Utilizzando contorni netti e sfumati e una varietà di pigmenti DANIEL SMITH, riesco a rappresentare la drammaticità e la delicatezza di un semplice mazzo di iris. La fluidità dei petali fragili intrecciati con gli steli di un verde intenso emerge chiaramente nel dipinto finale.

Dipingo dal vero, mai da una fotografia, perché credo che questo contribuisca a rendere i miei dipinti più carichi di emozione.

Ho iniziato questo dipinto definendo l'atmosfera della composizione, con particolare attenzione alla diagonale dello stelo anteriore. Ho usato Verde oliva, Blu oltremare E Giallo cadmio, tonalità media.

Ho anche iniziato a indicare il posizionamento degli iridi, lasciando Viola chinacridone E Blu ceruleo fusibile sulla carta.

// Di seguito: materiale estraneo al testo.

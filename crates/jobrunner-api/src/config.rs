//! API configuration from the environment.

use std::env;

use jobrunner_queue::QueueKeys;

/// Runtime configuration for the API binary.
#[derive(Debug, Clone)]
pub struct ApiConfig {
    pub database_url: String,
    pub redis_url: String,
    pub queue_keys: QueueKeys,
    pub port: u16,
}

impl ApiConfig {
    /// Read configuration from the environment. `DATABASE_URL` is required.
    pub fn from_env() -> anyhow::Result<Self> {
        let database_url =
            env::var("DATABASE_URL").map_err(|_| anyhow::anyhow!("missing env: DATABASE_URL"))?;
        let redis_url = env_or("REDIS_URL", "redis://127.0.0.1:6379");

        let queue_base = env_or("REDIS_QUEUE_KEY", "jobs:queue");
        let processing_base = env_or("REDIS_PROCESSING_KEY", "jobs:processing");
        let processing_map = env::var("REDIS_PROCESSING_MAP_KEY")
            .unwrap_or_else(|_| format!("{}:map", processing_base));

        let port = env::var("PORT")
            .ok()
            .and_then(|value| value.parse().ok())
            .unwrap_or(3000);

        Ok(Self {
            database_url,
            redis_url,
            queue_keys: QueueKeys::new(queue_base, processing_base, processing_map),
            port,
        })
    }
}

fn env_or(key: &str, default: &str) -> String {
    env::var(key).unwrap_or_else(|_| default.to_string())
}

Ho lasciato cadere Oro chinacridato in alcune zone umide e lasciare che i colori si fondano l'uno nell'altro.

In questo dipinto c'è stato un continuo gioco di luci e ombre, variazioni di blu e verdi, che suggerivano, senza rivelare tutto, ciò che vedevo e, soprattutto, ciò che provavo guardando questi fiori. Sono molto ispirato dai maestri impressionisti.

Dopo aver lasciato asciugare il dipinto, ci sono tornato sopra definendo meglio forme e contorni. Il verde oliva si è ben mischiato con il blu oltremare per definire gli steli scuri. Volevo davvero mettere in risalto i blu, quindi ho usato abbondantemente il blu ceruleo, il viola chinacridone e Blu cobalto violetto. Ho utilizzato il giallo cadmio di tonalità media e l'oro chinacridone per indicare il centro dell'iride e suggerire lo sfondo.

Poiché prediligo la pittura ad acquerello per esprimermi, ho bisogno di un prodotto su cui poter contare. Gli acquerelli di DANIEL SMITH non mi deludono mai: si mescolano benissimo, offrono una vasta gamma di colori vivaci e originali e sono resistenti alla luce. Dato che non pre-miscelo i colori sulla tavolozza, mi piace sapere in anticipo come si comporteranno sulla carta.